HOME FIRE by Kamila Shamsie wins 2018 Women’s Prize for Fiction

HOME FIRE by Kamila Shamsie wins 2018 Women’s Prize for Fiction

BLOOMSBURY INDIA is proud to announce that our author Kamila Shamsie is 2018 winner of Women’s Prize for Fiction

At an awards ceremony in Bedford Square Gardens in central London last night, Wednesday 6th June – hosted by novelist and Women’s Prize Founder Director, Kate Mosse – the 2018 Chair of Judges, Sarah Sands presented the 2018 Women’s Prize for Fiction to author Kamila Shamsie for her seventh novel, Home Fire. It is published by Bloomsbury, a leading, independent, worldwide publishing house which has won the prize (which was originally known as the Orange Prize and the Bailey’s Prize) twice in the past for Fugitive Pieces by Anne Michaels and The Song of Achilles by Madeline Miller.

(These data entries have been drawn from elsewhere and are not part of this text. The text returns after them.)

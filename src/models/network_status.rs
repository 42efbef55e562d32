use ethers::types::{U256, U64};

use super::network_config::NetworkConfig;

#[derive(Debug)]
pub struct NetworkStatus {
    pub chain_id: u64,
    pub name: String,
    pub latest_block: u64,
    pub gas_price: U256,
    pub symbol: String,
    pub block_explorer: Option<String>,
}

impl NetworkStatus {
    pub fn new(config: &NetworkConfig, latest_block: U64, gas_price: U256) -> Self {
        Self {
            chain_id: config.chain_id,
            name: config.name.clone(),
            latest_block: latest_block.as_u64(),
            gas_price,
            symbol: config.symbol.clone(),
            block_explorer: config.block_explorer.clone(),
        }
    }
}

#[cfg(test)]
mod tests {
    use super::*;
    use crate::services::network_config::{get_network_config, LOCAL_CHAIN_ID};

    #[test]
    fn keeps_gas_prices_beyond_u64() {
        let gas_price = U256::from(u64::MAX) + U256::from(5u64);
        let status = NetworkStatus::new(
            &get_network_config(LOCAL_CHAIN_ID).unwrap(),
            U64::from(12),
            gas_price,
        );
        assert_eq!(status.gas_price, gas_price);
        assert_eq!(status.latest_block, 12);
        assert_eq!(status.chain_id, LOCAL_CHAIN_ID);
    }
}
use ethers::{
    contract::ContractError,
    providers::{Middleware, ProviderError},
    types::H256,
};
use thiserror::Error;

#[derive(Error, Debug)]
pub enum CustomError {
    #[error("Transaction reverted: {0}")]
    RevertedError(String),

    #[error("Provider error: {0}")]
    ProviderError(#[from] ProviderError),

    #[error("Network error: {0}")]
    NetworkError(String),

    #[error("Contract error: {0}")]
    ContractError(String),

    #[error("Transaction dropped before it was mined")]
    TransactionDroppedError,

    #[error("Transaction failed: {0:?}")]
    TransactionFailedError(H256),

    #[error("Invalid address: {0}")]
    InvalidAddressError(String),

    #[error("Invalid amount: {0}")]
    InvalidAmountError(String),

    #[error("Unsupported chain: {0}")]
    UnsupportedChainError(u64),

    #[error("Token not found: {0}")]
    TokenNotFoundError(String),

    #[error("No signer configured, set PRIVATE_KEY or use the local development chain")]
    MissingSignerError,

    #[error("Account not found: index {0}")]
    AccountNotFoundError(usize),

    #[error("Wallet error: {0}")]
    WalletError(String),

    #[error("Artifact error: {0}")]
    ArtifactError(String),

    #[error("Configuration error: {0}")]
    ConfigError(String),
}

impl CustomError {
    /// Maps a contract call failure, keeping the revert reason when the node
    /// returned one.
    pub fn from_contract<M: Middleware>(err: ContractError<M>) -> Self {
        if let Some(reason) = err.decode_revert::<String>() {
            return CustomError::RevertedError(reason);
        }
        let message = err.to_string();
        // Some nodes report reverts from eth_estimateGas without revert data.
        if err.is_revert() || message.contains("revert") {
            return CustomError::RevertedError(message);
        }
        CustomError::ContractError(message)
    }
}
use std::path::PathBuf;

use clap::{Args, Parser, Subcommand};
use ethers::types::Address;

use crate::services::{funding_service::DEFAULT_SWAP_DEADLINE, network_config::LOCAL_CHAIN_ID};

/// Development tasks around WETH funding and swaps.
#[derive(Debug, Parser)]
#[clap(name = "weth-swap-harness", version)]
pub struct Cli {
    #[clap(flatten)]
    pub connection: ConnectionArgs,

    #[clap(subcommand)]
    pub command: Command,
}

#[derive(Debug, Args)]
pub struct ConnectionArgs {
    /// Chain id of the network to talk to.
    #[clap(long, env, default_value_t = LOCAL_CHAIN_ID, global = true)]
    pub chain_id: u64,

    /// Overrides the RPC endpoint of the selected network.
    #[clap(long, env, global = true)]
    pub rpc_url: Option<String>,

    /// Key of the signing account. Without it the development accounts are
    /// used on the local chain.
    #[clap(long, env, hide_env_values = true, global = true)]
    pub private_key: Option<String>,

    /// Index of the signing account among the available accounts.
    #[clap(long, env, default_value_t = 0, global = true)]
    pub account_index: usize,

    /// JSON file with additional or overriding network definitions.
    #[clap(long, env = "NETWORKS_FILE", global = true)]
    pub networks: Option<PathBuf>,

    /// Seconds a submitted swap stays valid.
    #[clap(long, env, default_value_t = DEFAULT_SWAP_DEADLINE, global = true)]
    pub swap_deadline: u64,
}

#[derive(Debug, Subcommand)]
pub enum Command {
    /// Print native and token balances of an account.
    Balance {
        /// Account to inspect, defaults to the signing account.
        #[clap(long, value_parser = parse_address)]
        account: Option<Address>,

        /// Only print this token, by symbol or address.
        #[clap(long)]
        token: Option<String>,
    },
    /// List the available local accounts.
    Accounts,
    /// Print the status of the selected network.
    Network,
    /// Wrap native currency into WETH.
    FundWeth {
        #[clap(long, default_value = "1")]
        amount: String,
    },
    /// Approve the swap router to spend WETH.
    Approve {
        #[clap(long, default_value = "1")]
        amount: String,
    },
    /// Deposit, approve and swap WETH into a stablecoin.
    FundStablecoin(SwapArgs),
    /// Swap already approved WETH into a stablecoin.
    Swap(SwapArgs),
    /// Deploy the swap contract from a compiled artifact.
    Deploy {
        /// Path of the Hardhat artifact JSON.
        #[clap(long)]
        artifact: PathBuf,

        /// Router passed to the constructor, defaults to the network's router.
        #[clap(long, value_parser = parse_address)]
        router: Option<Address>,
    },
}

#[derive(Debug, Args)]
pub struct SwapArgs {
    /// Stablecoin to receive.
    #[clap(long, default_value = "usdc")]
    pub token: String,

    /// WETH to swap, in whole units.
    #[clap(long, default_value = "1")]
    pub amount: String,

    /// Minimum output in the stablecoin's smallest unit.
    #[clap(long, default_value = "1")]
    pub min_out: String,
}

fn parse_address(value: &str) -> Result<Address, String> {
    value
        .parse::<Address>()
        .map_err(|_| format!("invalid address: {value}"))
}

#[cfg(test)]
mod tests {
    use super::*;

    #[test]
    fn verifies_cli() {
        use clap::CommandFactory;
        Cli::command().debug_assert();
    }

    #[test]
    fn defaults_to_one_unit_on_local_chain() {
        let cli = Cli::try_parse_from(["weth-swap-harness", "fund-stablecoin"]).unwrap();
        assert_eq!(cli.connection.chain_id, LOCAL_CHAIN_ID);
        assert_eq!(cli.connection.account_index, 0);
        assert_eq!(cli.connection.swap_deadline, DEFAULT_SWAP_DEADLINE);
        match cli.command {
            Command::FundStablecoin(args) => {
                assert_eq!(args.token, "usdc");
                assert_eq!(args.amount, "1");
                assert_eq!(args.min_out, "1");
            }
            other => panic!("unexpected command {other:?}"),
        }
    }

    #[test]
    fn global_options_follow_subcommand() {
        let cli = Cli::try_parse_from([
            "weth-swap-harness",
            "swap",
            "--token",
            "usdt",
            "--amount",
            "0.5",
            "--chain-id",
            "1",
            "--account-index",
            "2",
        ])
        .unwrap();
        assert_eq!(cli.connection.chain_id, 1);
        assert_eq!(cli.connection.account_index, 2);
        assert!(matches!(cli.command, Command::Swap(SwapArgs { ref token, ref amount, .. }) if token == "usdt" && amount == "0.5"));
    }

    #[test]
    fn parses_deploy_router() {
        let cli = Cli::try_parse_from([
            "weth-swap-harness",
            "deploy",
            "--artifact",
            "artifacts/ExampleSwap.json",
            "--router",
            "0x426B751AbA5f49914bFbD4A1E45aEE099d757733",
        ])
        .unwrap();
        match cli.command {
            Command::Deploy { artifact, router } => {
                assert_eq!(artifact, PathBuf::from("artifacts/ExampleSwap.json"));
                assert!(router.is_some());
            }
            other => panic!("unexpected command {other:?}"),
        }
    }

    #[test]
    fn rejects_malformed_account() {
        assert!(Cli::try_parse_from(["weth-swap-harness", "balance", "--account", "0x12"]).is_err());
    }
}
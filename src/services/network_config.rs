use std::{collections::BTreeMap, path::Path, str::FromStr};

use ethers::types::Address;

use crate::{
    errors::CustomError,
    models::network_config::{NetworkConfig, TokenInfo},
};

/// Chain id of a local Hardhat or Anvil node.
pub const LOCAL_CHAIN_ID: u64 = 31337;

const MAINNET_WETH: &str = "0xC02aaA39b223FE8D0A0e5C4F27eAD9083C756Cc2";
const MAINNET_USDC: &str = "0xA0b86991c6218b36c1d19D4a2e9Eb0cE3606eB48";
const MAINNET_USDT: &str = "0xdAC17F958D2ee523a2206206994597C13D831ec7";
const SWAP_ROUTER: &str = "0xE592427A0AEce92De3Edee1F18E0157C05861564";

fn address(value: &str) -> Result<Address, CustomError> {
    Address::from_str(value).map_err(|_| CustomError::InvalidAddressError(value.to_string()))
}

fn token(symbol: &str, value: &str, decimals: u8) -> Result<TokenInfo, CustomError> {
    Ok(TokenInfo {
        symbol: symbol.to_string(),
        address: address(value)?,
        decimals,
    })
}

fn mainnet_tokens() -> Result<(TokenInfo, TokenInfo, TokenInfo), CustomError> {
    Ok((
        token("WETH", MAINNET_WETH, 18)?,
        token("USDC", MAINNET_USDC, 6)?,
        token("USDT", MAINNET_USDT, 6)?,
    ))
}

/// Get network configuration based on chain ID
pub fn get_network_config(chain_id: u64) -> Result<NetworkConfig, CustomError> {
    match chain_id {
        1 => {
            let (weth, usdc, usdt) = mainnet_tokens()?;
            Ok(NetworkConfig {
                chain_id: 1,
                name: "Ethereum Mainnet".to_string(),
                rpc_url: "https://eth.llamarpc.com".to_string(),
                symbol: "ETH".to_string(),
                block_explorer: Some("https://etherscan.io".to_string()),
                weth,
                usdc,
                usdt,
                swap_router: address(SWAP_ROUTER)?,
                pool_fee: 3000,
            })
        }
        5 => Ok(NetworkConfig {
            chain_id: 5,
            name: "Goerli Testnet".to_string(),
            rpc_url: "https://rpc.ankr.com/eth_goerli".to_string(),
            symbol: "ETH".to_string(),
            block_explorer: Some("https://goerli.etherscan.io".to_string()),
            weth: token("WETH", "0xB4FBF271143F4FBf7B91A5ded31805e42b2208d6", 18)?,
            usdc: token("USDC", "0x07865c6E87B9F70255377e024ace6630C1Eaa37F", 6)?,
            usdt: token("USDT", "0xC2C527C0CACF457746Bd31B2a698Fe89de2b6d49", 6)?,
            swap_router: address(SWAP_ROUTER)?,
            pool_fee: 3000,
        }),
        // Local node forking mainnet, so the mainnet deployments are available.
        LOCAL_CHAIN_ID => {
            let (weth, usdc, usdt) = mainnet_tokens()?;
            Ok(NetworkConfig {
                chain_id: LOCAL_CHAIN_ID,
                name: "Hardhat Local".to_string(),
                rpc_url: "http://127.0.0.1:8545".to_string(),
                symbol: "ETH".to_string(),
                block_explorer: None,
                weth,
                usdc,
                usdt,
                swap_router: address(SWAP_ROUTER)?,
                pool_fee: 3000,
            })
        }
        _ => Err(CustomError::UnsupportedChainError(chain_id)),
    }
}

const BUILTIN_CHAINS: [u64; 3] = [1, 5, LOCAL_CHAIN_ID];

/// Networks known to the harness, keyed by chain id.
#[derive(Clone, Debug)]
pub struct NetworkRegistry {
    networks: BTreeMap<u64, NetworkConfig>,
}

impl NetworkRegistry {
    pub fn builtin() -> Result<Self, CustomError> {
        let networks = BUILTIN_CHAINS
            .iter()
            .map(|&chain_id| Ok((chain_id, get_network_config(chain_id)?)))
            .collect::<Result<_, CustomError>>()?;
        Ok(Self { networks })
    }

    /// Builtin networks, overridden and extended by the JSON array of
    /// networks stored at `path`.
    pub fn load(path: &Path) -> Result<Self, CustomError> {
        let contents = std::fs::read_to_string(path).map_err(|e| {
            CustomError::ConfigError(format!("Failed to read {}: {}", path.display(), e))
        })?;
        let networks: Vec<NetworkConfig> = serde_json::from_str(&contents).map_err(|e| {
            CustomError::ConfigError(format!("Failed to parse {}: {}", path.display(), e))
        })?;

        let mut registry = Self::builtin()?;
        registry.extend(networks);
        Ok(registry)
    }

    pub fn extend(&mut self, networks: impl IntoIterator<Item = NetworkConfig>) {
        for network in networks {
            log::debug!("registering network {} ({})", network.name, network.chain_id);
            self.networks.insert(network.chain_id, network);
        }
    }

    pub fn get(&self, chain_id: u64) -> Result<NetworkConfig, CustomError> {
        self.networks.get(&chain_id).cloned().ok_or_else(|| {
            log::debug!("known chains: {:?}", self.chain_ids().collect::<Vec<_>>());
            CustomError::UnsupportedChainError(chain_id)
        })
    }

    pub fn chain_ids(&self) -> impl Iterator<Item = u64> + '_ {
        self.networks.keys().copied()
    }
}

#[cfg(test)]
mod tests {
    use super::*;
    use std::io::Write;

    #[test]
    fn builtin_networks_resolve() {
        let registry = NetworkRegistry::builtin().unwrap();
        assert_eq!(registry.chain_ids().collect::<Vec<_>>(), vec![1, 5, 31337]);

        let local = registry.get(LOCAL_CHAIN_ID).unwrap();
        let mainnet = registry.get(1).unwrap();
        assert_eq!(local.weth, mainnet.weth);
        assert_eq!(local.usdc.decimals, 6);
        assert_eq!(local.pool_fee, 3000);
    }

    #[test]
    fn unknown_chain_is_unsupported() {
        assert!(matches!(
            get_network_config(424242),
            Err(CustomError::UnsupportedChainError(424242))
        ));
        assert!(matches!(
            NetworkRegistry::builtin().unwrap().get(424242),
            Err(CustomError::UnsupportedChainError(424242))
        ));
    }

    #[test]
    fn tokens_resolve_by_symbol() {
        let network = get_network_config(1).unwrap();
        assert_eq!(network.token("usdc").unwrap().symbol, "USDC");
        assert_eq!(network.token("WETH").unwrap().decimals, 18);
        assert!(network.token("DAI").is_none());
    }

    #[test]
    fn file_entries_override_and_extend_builtins() {
        let mut local = get_network_config(LOCAL_CHAIN_ID).unwrap();
        local.rpc_url = "http://127.0.0.1:9545".to_string();
        let mut custom = get_network_config(1).unwrap();
        custom.chain_id = 100;
        custom.name = "Custom".to_string();
        custom.block_explorer = None;

        let mut file = tempfile::NamedTempFile::new().unwrap();
        write!(file, "{}", serde_json::to_string(&[local, custom]).unwrap()).unwrap();

        let registry = NetworkRegistry::load(file.path()).unwrap();
        assert_eq!(
            registry.get(LOCAL_CHAIN_ID).unwrap().rpc_url,
            "http://127.0.0.1:9545"
        );
        assert_eq!(registry.get(100).unwrap().name, "Custom");
        assert_eq!(registry.get(1).unwrap().name, "Ethereum Mainnet");
    }

    #[test]
    fn pool_fee_defaults_when_missing_from_file() {
        let mut value = serde_json::to_value(get_network_config(1).unwrap()).unwrap();
        value.as_object_mut().unwrap().remove("pool_fee");
        let network: NetworkConfig = serde_json::from_value(value).unwrap();
        assert_eq!(network.pool_fee, 3000);
    }

    #[test]
    fn malformed_file_is_a_config_error() {
        let mut file = tempfile::NamedTempFile::new().unwrap();
        write!(file, "not json").unwrap();
        assert!(matches!(
            NetworkRegistry::load(file.path()),
            Err(CustomError::ConfigError(_))
        ));
    }
}
use ethers::contract::abigen;

abigen!(
    IERC20,
    r#"[
        function balanceOf(address account) external view returns (uint256)
        function decimals() external view returns (uint8)
        function symbol() external view returns (string)
        function allowance(address owner, address spender) external view returns (uint256)
        function approve(address spender, uint256 amount) external returns (bool)
    ]"#;

    IWETH9,
    r#"[
        function deposit() external payable
    ]"#;

    ISwapRouter,
    r#"[
        struct ExactInputSingleParams { address tokenIn; address tokenOut; uint24 fee; address recipient; uint256 deadline; uint256 amountIn; uint256 amountOutMinimum; uint160 sqrtPriceLimitX96; }
        function exactInputSingle(ExactInputSingleParams calldata params) external payable returns (uint256 amountOut)
    ]"#;
);
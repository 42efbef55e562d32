use std::path::Path;

use ethers::{abi::Token, types::Address};

use crate::{
    errors::CustomError,
    models::network_config::NetworkConfig,
    services::transaction_service::{Artifact, Deploying},
};

/// Deploys the swap contract, whose constructor takes the router it trades
/// through.
pub async fn deploy<D: Deploying>(
    deployer: &D,
    network: &NetworkConfig,
    artifact_path: &Path,
    router: Option<Address>,
) -> Result<Address, CustomError> {
    let artifact = Artifact::load(artifact_path)?;
    let router = router.unwrap_or(network.swap_router);
    log::info!(
        "deploying {} to {} with router {:?}",
        artifact.contract_name,
        network.name,
        router
    );

    let address = deployer
        .deploy(&artifact, vec![Token::Address(router)])
        .await?;

    println!("{} deployed to {:?}", artifact.contract_name, address);
    if let Some(explorer) = &network.block_explorer {
        println!("{}/address/{:?}", explorer.trim_end_matches('/'), address);
    }
    Ok(address)
}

One of the six shortlisted titles this year also included Sing, Unburied, Sing by Jesmyn Ward, also published by Bloomsbury.

WINNER OF THE 2018 WOMEN’S WRITERS PRIZE

LONGLISTED FOR THE 2017 MAN BOOKER PRIZE

SHORTLISTED FOR THE COSTA NOVEL AWARD

A CONTEMPORARY RETELLING OF SOPHOCLES’ ANTIGONE, HOME FIRE IS A POWERFUL,

URGENT TALE OF LOVE, POLITICS, FAMILY AND ENMITY, CONFRONTING ONE OF THE

DEFINING ISSUES OF OUR AGE.

While choosing Home Fire as the winner, Sarah Sands (chair of judges) commented:

“We chose the book which we felt spoke for our times … Home Fire is about identity, conflicting loyalties, love and politics. And it sustains mastery of its themes and its form. It is a remarkable book which we passionately recommend.”

Synopsis:

Isma is free. After years spent raising her twin siblings in the wake of their mother’s death, she is finally studying in America, resuming a dream long deferred. But she can’t stop worrying about Aneeka, her beautiful, headstrong sister back in London – or their brother, Parvaiz, who’s disappeared in pursuit of his own dream: to prove himself to the dark legacy of the jihadist father he never knew.

Then Eamonn enters the sisters’ lives. Handsome and privileged, he inhabits a London world away from theirs. As the son of a powerful British Muslim politician, Eamonn has his own birthright to live up to – or defy. Is he to be a chance at love? The means of Parvaiz’s salvation? Two families’ fates are inextricably, devastatingly entwined in this searing novel that asks: what sacrifices will we make in the name of love?

A contemporary reimagining of Sophocles’ Antigone, Home Fire is an urgent, fiercely compelling story of loyalties torn apart when love and politics collide – confirming Kamila Shamsie as a master storyteller of our times.

‘Kamila Shamsie is a writer of immense ambition and strength’

Salman Rushdie

‘In perfect harmony with the heartbeat of modern times. No novel could be as timely’

Aminatta Forna

‘Left me awestruck, on the edge of my chair, filled with admiration for her courage and ambition’   

Peter Carey

About the author:

Kamila Shamsie is the author of six novels: In the City by the Sea (shortlisted for the John Llewellyn Rhys Prize); Salt and Saffron; Kartography (also shortlisted for the John Llewellyn Rhys Prize); Broken Verses; Burnt Shadows (shortlisted for the Orange Prize for Fiction) and, most recently, A God in Every Stone, which was shortlisted for the Baileys Prize, the Walter Scott Prize for Historical Fiction and the DSC Prize for South Asian Literature. Three of her novels have received awards from Pakistan’s Academy of Letters. Kamila Shamsie is a Fellow of the Royal Society of Literature and was named a Granta Best of Young British Novelist in 2013. She grew up in Karachi and now lives in London.

About Women’s Prize for Fiction: One of the most prestigious literary awards in the world, the Women’s Prize for Fiction – previously known as the Baileys Prize for Fiction until 2016 and the Orange Prize for Fiction between 1996 and 2012 – celebrates excellence, originality and accessibility in women’s writing from throughout the world. The winner receives a cheque for £30,000 and a limited edition bronze known as a ‘Bessie’, created and donated by the artist Grizel Niven. Both are anonymously endowed.